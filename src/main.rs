use clap::{Parser, Subcommand};
use rag_qa::commands::{check_llm, init_config, serve, show_config};
use rag_qa::config::Config;
use rag_qa::{RagError, Result};
use std::path::PathBuf;

#[derive(Parser)]
#[command(name = "rag-qa")]
#[command(about = "Retrieval-augmented question answering over an uploaded document")]
#[command(version)]
struct Cli {
    /// Path to a TOML configuration file (defaults to ~/.rag-qa/config.toml)
    #[arg(long, global = true)]
    config: Option<PathBuf>,

    #[command(subcommand)]
    command: Commands,
}

#[derive(Subcommand)]
enum Commands {
    /// Start the HTTP server
    Serve {
        /// Address to bind, overrides configuration
        #[arg(long)]
        host: Option<String>,
        /// Port to listen on, overrides configuration
        #[arg(long)]
        port: Option<u16>,
    },
    /// Write a default configuration file, or show the effective configuration
    Config {
        /// Show current configuration
        #[arg(long)]
        show: bool,
    },
    /// Check that the language model endpoint is reachable
    Check,
}

#[tokio::main]
async fn main() -> Result<()> {
    tracing_subscriber::fmt()
        .with_env_filter(tracing_subscriber::EnvFilter::from_default_env())
        .init();

    let cli = Cli::parse();
    let config_path = cli.config.as_deref();

    match cli.command {
        Commands::Serve { host, port } => {
            let mut config = Config::load(config_path)?;
            if let Some(host) = host {
                config.server.host = host;
            }
            if let Some(port) = port {
                config.server.port = port;
            }
            config
                .validate()
                .map_err(|e| RagError::Config(e.to_string()))?;
            serve(config).await?;
        }
        Commands::Config { show } => {
            if show {
                show_config(&Config::load(config_path)?, config_path)?;
            } else {
                init_config(config_path)?;
            }
        }
        Commands::Check => {
            check_llm(&Config::load(config_path)?).await?;
        }
    }

    Ok(())
}

use serde::{Deserialize, Serialize};
use tracing::debug;

/// A window of the uploaded document, the unit of indexing and citation
#[derive(Debug, Clone, PartialEq, Eq, Serialize, Deserialize)]
pub struct Chunk {
    /// Zero-based position of this chunk within the document
    pub index: usize,
    /// The window's words joined by single spaces
    pub text: String,
}

/// Configuration for document chunking
#[derive(Debug, Clone, PartialEq, Eq, Serialize, Deserialize)]
#[serde(default)]
pub struct ChunkingConfig {
    /// Number of words per window
    pub window_size: usize,
    /// Number of words shared by adjacent windows
    pub overlap: usize,
}

impl Default for ChunkingConfig {
    #[inline]
    fn default() -> Self {
        Self {
            window_size: 400,
            overlap: 50,
        }
    }
}

impl ChunkingConfig {
    /// Words the window start moves forward between chunks, never less than one
    #[inline]
    pub fn step(&self) -> usize {
        self.effective_window().saturating_sub(self.overlap).max(1)
    }

    fn effective_window(&self) -> usize {
        self.window_size.max(1)
    }
}

/// Split text into whitespace-delimited words
#[inline]
pub fn tokenize(text: &str) -> Vec<&str> {
    text.split_whitespace().collect()
}

/// Split a document into overlapping word windows.
///
/// Returns no chunks for empty or whitespace-only input. A window starts at
/// every multiple of [`ChunkingConfig::step`] before the end of the document,
/// so trailing windows may be short and may lie inside the previous one.
#[inline]
pub fn chunk_document(text: &str, config: &ChunkingConfig) -> Vec<String> {
    let words = tokenize(text);
    let window = config.effective_window();
    let step = config.step();

    let mut chunks = Vec::with_capacity(words.len().div_ceil(step));
    let mut start = 0;
    while start < words.len() {
        let end = (start + window).min(words.len());
        chunks.push(words[start..end].join(" "));
        start += step;
    }

    debug!(
        "Chunked {} words into {} chunks (window {}, step {})",
        words.len(),
        chunks.len(),
        window,
        step
    );

    chunks
}

/// Attach zero-based positions to chunk texts
#[inline]
pub fn build_chunks(texts: Vec<String>) -> Vec<Chunk> {
    texts
        .into_iter()
        .enumerate()
        .map(|(index, text)| Chunk { index, text })
        .collect()
}
//! HTTP API
//!
//! `GET /` liveness probe, `POST /upload` to index a document and
//! `POST /ask` to answer questions about it.

use anyhow::{Context, Result};
use axum::extract::rejection::JsonRejection;
use axum::extract::{DefaultBodyLimit, State};
use axum::http::{HeaderValue, Method, StatusCode, header};
use axum::response::{IntoResponse, Response};
use axum::routing::{get, post};
use axum::{Json, Router};
use serde::{Deserialize, Serialize};
use std::sync::Arc;
use tower_http::cors::CorsLayer;
use tower_http::trace::TraceLayer;
use tracing::{debug, error, info};

use crate::RagError;
use crate::answer::Answer;
use crate::config::{Config, ServerConfig};
use crate::service::RagService;

pub const HEALTH_MESSAGE: &str = "RAG backend running";

#[derive(Clone, Debug)]
pub struct AppState {
    pub service: Arc<RagService>,
}

#[derive(Debug, Deserialize)]
pub struct UploadRequest {
    pub text: Option<String>,
}

#[derive(Debug, Serialize, Deserialize, PartialEq, Eq)]
pub struct UploadResponse {
    pub success: bool,
    pub chunks: usize,
}

#[derive(Debug, Deserialize)]
pub struct AskRequest {
    pub question: Option<String>,
}

#[derive(Debug, Serialize, Deserialize, PartialEq, Eq)]
pub struct ErrorResponse {
    pub error: String,
}

impl IntoResponse for RagError {
    fn into_response(self) -> Response {
        match self {
            Self::Validation(message) => (
                StatusCode::BAD_REQUEST,
                Json(ErrorResponse { error: message }),
            )
                .into_response(),
            Self::Llm(message) => {
                error!("Answer generation failed: {}", message);
                (StatusCode::BAD_GATEWAY, Json(Answer::failure())).into_response()
            }
            other => {
                error!("Request failed: {}", other);
                (
                    StatusCode::INTERNAL_SERVER_ERROR,
                    Json(ErrorResponse {
                        error: "Internal server error".to_string(),
                    }),
                )
                    .into_response()
            }
        }
    }
}

fn rejection_response(rejection: &JsonRejection) -> Response {
    let status = if rejection.status() == StatusCode::PAYLOAD_TOO_LARGE {
        StatusCode::PAYLOAD_TOO_LARGE
    } else {
        StatusCode::BAD_REQUEST
    };
    debug!("Rejected request body: {}", rejection.body_text());

    (
        status,
        Json(ErrorResponse {
            error: rejection.body_text(),
        }),
    )
        .into_response()
}

#[inline]
pub fn app_router(service: Arc<RagService>, config: &ServerConfig) -> Result<Router> {
    let origin: HeaderValue = config
        .cors_origin
        .parse()
        .with_context(|| format!("Invalid CORS origin: {}", config.cors_origin))?;

    let cors = CorsLayer::new()
        .allow_origin(origin)
        .allow_methods([Method::GET, Method::POST])
        .allow_headers([header::CONTENT_TYPE]);

    Ok(Router::new()
        .route("/", get(health))
        .route("/upload", post(upload))
        .route("/ask", post(ask))
        .layer(DefaultBodyLimit::max(config.body_limit_bytes))
        .with_state(AppState { service })
        .layer(cors)
        .layer(TraceLayer::new_for_http()))
}

/// Bind and serve until interrupted
#[inline]
pub async fn run_server(config: Config) -> Result<()> {
    let service = Arc::new(RagService::from_config(&config)?);
    let app = app_router(service, &config.server)?;

    let addr = config.bind_address();
    let listener = tokio::net::TcpListener::bind(&addr)
        .await
        .with_context(|| format!("Failed to bind {}", addr))?;

    info!("Backend running on http://{}", listener.local_addr()?);

    axum::serve(listener, app)
        .with_graceful_shutdown(shutdown_signal())
        .await
        .context("HTTP server failed")?;

    info!("Server stopped");
    Ok(())
}

async fn shutdown_signal() {
    if let Err(e) = tokio::signal::ctrl_c().await {
        error!("Failed to listen for shutdown signal: {}", e);
        std::future::pending::<()>().await;
    }
    info!("Shutdown signal received");
}

async fn health() -> &'static str {
    HEALTH_MESSAGE
}

async fn upload(
    State(state): State<AppState>,
    payload: Result<Json<UploadRequest>, JsonRejection>,
) -> Response {
    let request = match payload {
        Ok(Json(request)) => request,
        Err(rejection) => return rejection_response(&rejection),
    };

    match state.service.upload(request.text.as_deref()).await {
        Ok(chunks) => Json(UploadResponse {
            success: true,
            chunks,
        })
        .into_response(),
        Err(e) => e.into_response(),
    }
}

async fn ask(
    State(state): State<AppState>,
    payload: Result<Json<AskRequest>, JsonRejection>,
) -> Response {
    let request = match payload {
        Ok(Json(request)) => request,
        Err(rejection) => return rejection_response(&rejection),
    };

    let Some(question) = request.question else {
        return RagError::Validation("No question provided".to_string()).into_response();
    };

    match state.service.ask(&question).await {
        Ok(answer) => Json(answer).into_response(),
        Err(e) => e.into_response(),
    }
}
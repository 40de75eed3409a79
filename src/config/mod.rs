// Configuration management module
// TOML settings with environment overrides for the server, language model and retrieval

pub mod settings;


pub use settings::{Config, ConfigError, LlmConfig, ServerConfig};

/// Get the configuration directory path
#[inline]
pub fn get_config_dir() -> Result<std::path::PathBuf, ConfigError> {
    Config::config_dir()
}
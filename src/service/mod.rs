//! Question-answering service
//!
//! Owns the document index and wires chunking, retrieval and answer
//! composition together for the upload and ask operations.


use anyhow::Context;
use std::sync::Arc;
use tracing::{debug, info, warn};

use crate::answer::{Answer, AnswerComposer};
use crate::config::Config;
use crate::embeddings::{ChunkingConfig, Embedder, HashEmbedder, chunk_document};
use crate::index::DocumentIndex;
use crate::llm::{CompletionClient, OpenAiClient};
use crate::retrieval::{Retrieval, RetrievalConfig, Retriever};
use crate::{RagError, Result};

#[derive(Debug)]
pub struct RagService {
    index: DocumentIndex,
    retriever: Retriever,
    composer: AnswerComposer,
    chunking: ChunkingConfig,
}

impl RagService {
    #[inline]
    pub fn new(
        embedder: Arc<dyn Embedder>,
        client: Arc<dyn CompletionClient>,
        chunking: ChunkingConfig,
        retrieval: RetrievalConfig,
    ) -> Self {
        Self {
            index: DocumentIndex::new(Arc::clone(&embedder)),
            retriever: Retriever::new(embedder, retrieval),
            composer: AnswerComposer::new(client),
            chunking,
        }
    }

    /// Build a service with the hashing embedder and an OpenAI-compatible client
    #[inline]
    pub fn from_config(config: &Config) -> Result<Self> {
        let client = OpenAiClient::new(&config.llm).context("Failed to create completion client")?;

        Ok(Self::new(
            Arc::new(HashEmbedder::default()),
            Arc::new(client),
            config.chunking.clone(),
            config.retrieval.clone(),
        ))
    }

    #[inline]
    pub fn index(&self) -> &DocumentIndex {
        &self.index
    }

    /// Chunk and index `text`, replacing any previous document.
    ///
    /// Returns the number of chunks indexed. Missing or blank text is a
    /// validation error and leaves the index untouched.
    #[inline]
    pub async fn upload(&self, text: Option<&str>) -> Result<usize> {
        let text = text
            .filter(|t| !t.trim().is_empty())
            .ok_or_else(|| RagError::Validation("No text provided".to_string()))?;

        let chunks = chunk_document(text, &self.chunking);
        debug!("Uploaded document split into {} chunks", chunks.len());

        let count = self.index.replace(chunks).await;
        info!("Document indexed with {} chunks", count);
        Ok(count)
    }

    /// Answer `question` from the current document.
    ///
    /// The index is read once before the completion call, so uploads are
    /// never blocked behind a slow language model.
    #[inline]
    pub async fn ask(&self, question: &str) -> Result<Answer> {
        if question.trim().is_empty() {
            debug!("Empty question, nothing to answer");
            return Ok(Answer::upload_first());
        }

        let snapshot = self.index.snapshot().await;

        match self.retriever.evaluate(question, &snapshot) {
            Retrieval::NoDocument => {
                debug!("Question asked before any document was uploaded");
                Ok(Answer::upload_first())
            }
            Retrieval::LowConfidence { best_score } => {
                warn!(
                    "Best score {:.3} below threshold {:.3}, refusing to answer",
                    best_score,
                    self.retriever.config().min_score
                );
                Ok(Answer::low_confidence())
            }
            Retrieval::Matches(matches) => {
                debug!(
                    "Answering from {} chunks (best score {:.3})",
                    matches.len(),
                    matches.first().map_or(0.0, |m| m.score)
                );
                self.composer.compose(question, &matches).await
            }
        }
    }
}
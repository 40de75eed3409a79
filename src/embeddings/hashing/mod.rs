
use super::{Embedder, Vector};

pub const DEFAULT_EMBEDDING_DIMENSION: usize = 128;

/// Character-code bucket embedding.
///
/// The UTF-16 code unit at position `i` adds its value to bucket `i % dimension`,
/// so a character outside the Basic Multilingual Plane fills two buckets with
/// its surrogate pair. This is deterministic and order-sensitive but carries no semantic meaning;
/// it stands in for a real embedding model behind [`Embedder`].
#[derive(Debug, Clone, Copy, PartialEq, Eq)]
pub struct HashEmbedder {
    dimension: usize,
}

impl HashEmbedder {
    #[inline]
    pub fn new(dimension: usize) -> Self {
        Self {
            dimension: dimension.max(1),
        }
    }
}

impl Default for HashEmbedder {
    #[inline]
    fn default() -> Self {
        Self::new(DEFAULT_EMBEDDING_DIMENSION)
    }
}

impl Embedder for HashEmbedder {
    #[inline]
    fn embed(&self, text: &str) -> Vector {
        let mut buckets = vec![0.0_f32; self.dimension];
        for (i, unit) in text.encode_utf16().enumerate() {
            buckets[i % self.dimension] += f32::from(unit);
        }
        buckets
    }

    #[inline]
    fn dimension(&self) -> usize {
        self.dimension
    }
}
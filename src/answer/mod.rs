//! Answer composition
//!
//! Renders retrieved chunks into a numbered context block and asks the
//! completion backend to answer from those sources only.


use serde::{Deserialize, Serialize};
use std::sync::Arc;
use tracing::{debug, error};

use crate::llm::CompletionClient;
use crate::retrieval::ScoredChunk;
use crate::{RagError, Result};

pub const SYSTEM_INSTRUCTION: &str = "Answer using only the sources. Cite like [1][2].";
pub const UPLOAD_FIRST_ANSWER: &str = "Please upload a document first.";
pub const LOW_CONFIDENCE_ANSWER: &str =
    "I couldn’t find enough information to answer this question.";
pub const FAILURE_ANSWER: &str = "Sorry, something went wrong while generating the answer.";

/// A cited chunk, numbered by its position in the rendered context
#[derive(Debug, Clone, PartialEq, Eq, Serialize, Deserialize)]
pub struct Source {
    pub id: usize,
    pub text: String,
}

#[derive(Debug, Clone, PartialEq, Eq, Serialize, Deserialize)]
pub struct Answer {
    pub answer: String,
    pub sources: Vec<Source>,
}

impl Answer {
    /// An answer that cites nothing
    #[inline]
    pub fn without_sources(answer: &str) -> Self {
        Self {
            answer: answer.to_string(),
            sources: Vec::new(),
        }
    }

    #[inline]
    pub fn upload_first() -> Self {
        Self::without_sources(UPLOAD_FIRST_ANSWER)
    }

    #[inline]
    pub fn low_confidence() -> Self {
        Self::without_sources(LOW_CONFIDENCE_ANSWER)
    }

    #[inline]
    pub fn failure() -> Self {
        Self::without_sources(FAILURE_ANSWER)
    }
}

/// Render chunks as `[n] text` lines, numbered from 1 in rank order
#[inline]
pub fn build_context(chunks: &[ScoredChunk]) -> String {
    chunks
        .iter()
        .enumerate()
        .map(|(i, scored)| format!("[{}] {}", i + 1, scored.chunk.text))
        .collect::<Vec<_>>()
        .join("\n")
}

#[inline]
pub fn build_user_message(question: &str, context: &str) -> String {
    format!("Context:\n{}\n\nQuestion: {}", context, question)
}

/// Sources in the same order and numbering as [`build_context`]
#[inline]
pub fn sources_for(chunks: &[ScoredChunk]) -> Vec<Source> {
    chunks
        .iter()
        .enumerate()
        .map(|(i, scored)| Source {
            id: i + 1,
            text: scored.chunk.text.clone(),
        })
        .collect()
}

pub struct AnswerComposer {
    client: Arc<dyn CompletionClient>,
}

impl AnswerComposer {
    #[inline]
    pub fn new(client: Arc<dyn CompletionClient>) -> Self {
        Self { client }
    }

    /// Ask the completion backend to answer `question` from `chunks`.
    ///
    /// Any backend failure, including an empty reply, becomes [`RagError::Llm`].
    #[inline]
    pub async fn compose(&self, question: &str, chunks: &[ScoredChunk]) -> Result<Answer> {
        let context = build_context(chunks);
        let user_message = build_user_message(question, &context);

        debug!(
            "Composing answer from {} sources ({} context characters)",
            chunks.len(),
            context.len()
        );

        let reply = self
            .client
            .complete(SYSTEM_INSTRUCTION, &user_message)
            .await
            .map_err(|e| {
                error!("Completion request failed: {:#}", e);
                RagError::Llm(e.to_string())
            })?;

        if reply.trim().is_empty() {
            error!("Completion backend returned an empty reply");
            return Err(RagError::Llm("empty completion".to_string()));
        }

        Ok(Answer {
            answer: reply,
            sources: sources_for(chunks),
        })
    }
}

impl std::fmt::Debug for AnswerComposer {
    #[inline]
    fn fmt(&self, f: &mut std::fmt::Formatter<'_>) -> std::fmt::Result {
        f.debug_struct("AnswerComposer").finish_non_exhaustive()
    }
}
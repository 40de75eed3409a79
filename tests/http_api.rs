#![expect(
    clippy::tests_outside_test_module,
    reason = "integration tests are only compiled in test mode"
)]

// HTTP contract tests against a server bound to an ephemeral port

use async_trait::async_trait;
use rag_qa::answer::{FAILURE_ANSWER, LOW_CONFIDENCE_ANSWER, UPLOAD_FIRST_ANSWER};
use rag_qa::config::ServerConfig;
use rag_qa::embeddings::{ChunkingConfig, Embedder, HashEmbedder, Vector};
use rag_qa::llm::CompletionClient;
use rag_qa::retrieval::RetrievalConfig;
use rag_qa::server::{HEALTH_MESSAGE, app_router};
use rag_qa::service::RagService;
use serde_json::{Value, json};
use std::sync::Arc;
use std::sync::atomic::{AtomicUsize, Ordering};

#[derive(Default)]
struct CountingClient {
    calls: AtomicUsize,
}

#[async_trait]
impl CompletionClient for CountingClient {
    async fn complete(&self, _system: &str, user: &str) -> anyhow::Result<String> {
        self.calls.fetch_add(1, Ordering::SeqCst);
        Ok(format!("Answer based on: {}", user))
    }
}

struct BrokenClient;

#[async_trait]
impl CompletionClient for BrokenClient {
    async fn complete(&self, _system: &str, _user: &str) -> anyhow::Result<String> {
        Err(anyhow::anyhow!("connection reset"))
    }
}

/// Only understands the word "cat", so anything else scores zero
struct CatEmbedder;

impl Embedder for CatEmbedder {
    fn embed(&self, text: &str) -> Vector {
        vec![text.matches("cat").count() as f32, 0.0]
    }

    fn dimension(&self) -> usize {
        2
    }
}

async fn spawn_server(
    embedder: Arc<dyn Embedder>,
    client: Arc<dyn CompletionClient>,
) -> (String, tokio::task::JoinHandle<()>) {
    let service = Arc::new(RagService::new(
        embedder,
        client,
        ChunkingConfig::default(),
        RetrievalConfig::default(),
    ));
    let app = app_router(service, &ServerConfig::default()).expect("router should build");

    let listener = tokio::net::TcpListener::bind("127.0.0.1:0")
        .await
        .expect("bind test listener");
    let addr = listener.local_addr().expect("listener addr");

    let handle = tokio::spawn(async move {
        axum::serve(listener, app).await.expect("server run");
    });

    (format!("http://{}", addr), handle)
}

async fn post_json(base: &str, route: &str, body: Value) -> (u16, Value) {
    let response = reqwest::Client::new()
        .post(format!("{}{}", base, route))
        .json(&body)
        .send()
        .await
        .expect("request should be sent");
    let status = response.status().as_u16();
    let body = response.json().await.expect("response should be json");
    (status, body)
}

#[tokio::test]
async fn health_probe() {
    let (base, handle) = spawn_server(
        Arc::new(HashEmbedder::default()),
        Arc::new(CountingClient::default()),
    )
    .await;

    let response = reqwest::get(format!("{}/", base))
        .await
        .expect("health response");

    assert_eq!(response.status().as_u16(), 200);
    assert_eq!(response.text().await.expect("body"), HEALTH_MESSAGE);

    handle.abort();
}

#[tokio::test]
async fn upload_then_ask_returns_single_source() {
    let client = Arc::new(CountingClient::default());
    let (base, handle) = spawn_server(
        Arc::new(HashEmbedder::default()),
        Arc::clone(&client) as Arc<dyn CompletionClient>,
    )
    .await;

    let (status, body) = post_json(
        &base,
        "/upload",
        json!({ "text": "cats are mammals. dogs are mammals too." }),
    )
    .await;
    assert_eq!(status, 200);
    assert_eq!(body, json!({ "success": true, "chunks": 1 }));

    let (status, body) = post_json(&base, "/ask", json!({ "question": "are cats mammals?" })).await;
    assert_eq!(status, 200);
    assert_eq!(client.calls.load(Ordering::SeqCst), 1);

    let sources = body["sources"].as_array().expect("sources array");
    assert_eq!(sources.len(), 1);
    assert_eq!(sources[0]["id"], 1);
    assert_eq!(sources[0]["text"], "cats are mammals. dogs are mammals too.");
    assert!(
        body["answer"]
            .as_str()
            .expect("answer string")
            .contains("[1] cats are mammals.")
    );

    handle.abort();
}

#[tokio::test]
async fn ask_without_upload() {
    let client = Arc::new(CountingClient::default());
    let (base, handle) = spawn_server(
        Arc::new(HashEmbedder::default()),
        Arc::clone(&client) as Arc<dyn CompletionClient>,
    )
    .await;

    let (status, body) = post_json(&base, "/ask", json!({ "question": "anything?" })).await;

    assert_eq!(status, 200);
    assert_eq!(body, json!({ "answer": UPLOAD_FIRST_ANSWER, "sources": [] }));
    assert_eq!(client.calls.load(Ordering::SeqCst), 0);

    handle.abort();
}

#[tokio::test]
async fn empty_upload_is_rejected_and_index_unchanged() {
    let client = Arc::new(CountingClient::default());
    let (base, handle) = spawn_server(
        Arc::new(HashEmbedder::default()),
        Arc::clone(&client) as Arc<dyn CompletionClient>,
    )
    .await;

    let (status, body) = post_json(&base, "/upload", json!({ "text": "" })).await;
    assert_eq!(status, 400);
    assert!(body["error"].is_string());

    let (status, _) = post_json(&base, "/upload", json!({})).await;
    assert_eq!(status, 400);

    // Still nothing indexed
    let (_, body) = post_json(&base, "/ask", json!({ "question": "cats?" })).await;
    assert_eq!(body["answer"], UPLOAD_FIRST_ANSWER);

    handle.abort();
}

#[tokio::test]
async fn malformed_json_is_a_client_error() {
    let (base, handle) = spawn_server(
        Arc::new(HashEmbedder::default()),
        Arc::new(CountingClient::default()),
    )
    .await;

    let response = reqwest::Client::new()
        .post(format!("{}/upload", base))
        .header("content-type", "application/json")
        .body("{not json")
        .send()
        .await
        .expect("request should be sent");

    assert_eq!(response.status().as_u16(), 400);
    let body: Value = response.json().await.expect("error body is json");
    assert!(body["error"].is_string());

    handle.abort();
}

#[tokio::test]
async fn missing_question_is_a_client_error() {
    let (base, handle) = spawn_server(
        Arc::new(HashEmbedder::default()),
        Arc::new(CountingClient::default()),
    )
    .await;

    let (status, body) = post_json(&base, "/ask", json!({})).await;

    assert_eq!(status, 400);
    assert!(body["error"].is_string());

    handle.abort();
}

#[tokio::test]
async fn unrelated_question_is_refused() {
    let client = Arc::new(CountingClient::default());
    let (base, handle) = spawn_server(
        Arc::new(CatEmbedder),
        Arc::clone(&client) as Arc<dyn CompletionClient>,
    )
    .await;

    let (status, _) = post_json(
        &base,
        "/upload",
        json!({ "text": "cats sleep most of the day" }),
    )
    .await;
    assert_eq!(status, 200);

    let (status, body) = post_json(&base, "/ask", json!({ "question": "stock prices" })).await;

    assert_eq!(status, 200);
    assert_eq!(body, json!({ "answer": LOW_CONFIDENCE_ANSWER, "sources": [] }));
    assert_eq!(client.calls.load(Ordering::SeqCst), 0);

    handle.abort();
}

#[tokio::test]
async fn completion_failure_returns_generic_answer() {
    let (base, handle) = spawn_server(Arc::new(HashEmbedder::default()), Arc::new(BrokenClient)).await;

    post_json(&base, "/upload", json!({ "text": "cats are mammals." })).await;
    let (status, body) = post_json(&base, "/ask", json!({ "question": "cats?" })).await;

    assert_eq!(status, 502);
    assert_eq!(body, json!({ "answer": FAILURE_ANSWER, "sources": [] }));

    // The index survives the failed request
    let (status, body) = post_json(&base, "/upload", json!({ "text": "new text" })).await;
    assert_eq!(status, 200);
    assert_eq!(body["chunks"], 1);

    handle.abort();
}

#[tokio::test]
async fn long_upload_reports_chunk_count() {
    let (base, handle) = spawn_server(
        Arc::new(HashEmbedder::default()),
        Arc::new(CountingClient::default()),
    )
    .await;
    let text = (0..1000)
        .map(|i| format!("word{}", i))
        .collect::<Vec<_>>()
        .join(" ");

    let (status, body) = post_json(&base, "/upload", json!({ "text": text })).await;

    assert_eq!(status, 200);
    assert_eq!(body["chunks"], 3);

    handle.abort();
}

#[tokio::test]
async fn cors_allows_configured_origin() {
    let (base, handle) = spawn_server(
        Arc::new(HashEmbedder::default()),
        Arc::new(CountingClient::default()),
    )
    .await;

    let response = reqwest::Client::new()
        .request(reqwest::Method::OPTIONS, format!("{}/ask", base))
        .header("origin", "http://localhost:3000")
        .header("access-control-request-method", "POST")
        .header("access-control-request-headers", "content-type")
        .send()
        .await
        .expect("preflight response");

    assert!(response.status().is_success());
    assert_eq!(
        response
            .headers()
            .get("access-control-allow-origin")
            .and_then(|v| v.to_str().ok()),
        Some("http://localhost:3000")
    );

    handle.abort();
}
use crate::config::Config;
use crate::connectivity::ConnectivityMonitor;
use crate::document::{
    document_id, is_provisional_id, now_timestamp, overlay, provisional_id, Document, ID_FIELD,
};
use crate::error::{ErrorCode, ErrorKind, RemoteError, SyncError, SyncResult};
use crate::events::{EventBus, SyncEvent};
use crate::mirror::LocalMirror;
use crate::models::{EntityType, Identity, MutationAction, MutationRecord, Role};
use crate::queue::{RequeueOutcome, SyncQueue};
use crate::remote::{ChangeKind, Delivery, IdentityProvider, RemoteChannel, RemoteEvent};
use crate::resolver::ConflictResolver;
use crate::roles::{owner_field, subscriptions_for};
use crate::schema::validate;
use crate::storage::LocalPersistence;
use crate::subscriptions::{
    DeliveryVerdict, SubscriptionKey, SubscriptionRegistry, SubscriptionState,
};

const COMMAND_CAPACITY: usize = 32;

/// Fields ignored when checking a queued update against a newer remote version
const BOOKKEEPING_FIELDS: &[&str] = &[ID_FIELD, "createdAt", "updatedAt"];

/// Outcome of one flush
#[derive(Debug, Clone, Default, PartialEq, Eq, Serialize)]
#[serde(rename_all = "camelCase")]
pub struct FlushReport {
    pub written: usize,
    pub retried: usize,
    pub failed: usize,
    pub dead_lettered: usize,
    /// Conflicts routed through the resolver
    pub resolved: usize,
    /// Queued mutations dropped because the remote version won
    pub superseded: usize,
    /// Nothing attempted (offline or stopped)
    pub skipped: bool,
    /// Stopped while a write was in flight; its result was thrown away
    pub discarded: bool,
}

/// Point-in-time view of the orchestrator
#[derive(Debug, Clone, PartialEq, Serialize)]
#[serde(rename_all = "camelCase")]
pub struct SyncStatus {
    pub is_online: bool,
    pub queue_length: usize,
    pub dead_letters: usize,
    pub subscriptions: usize,
    pub user_id: Option<String>,
    pub role: Option<Role>,
    pub stopped: bool,
}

▬▬▬

Task goal =>
Go through the records above and return each line in which the word "main" occurs.

Answer box =>
filename src/main.rs
#[tokio::main]
async fn main() -> Result<()> {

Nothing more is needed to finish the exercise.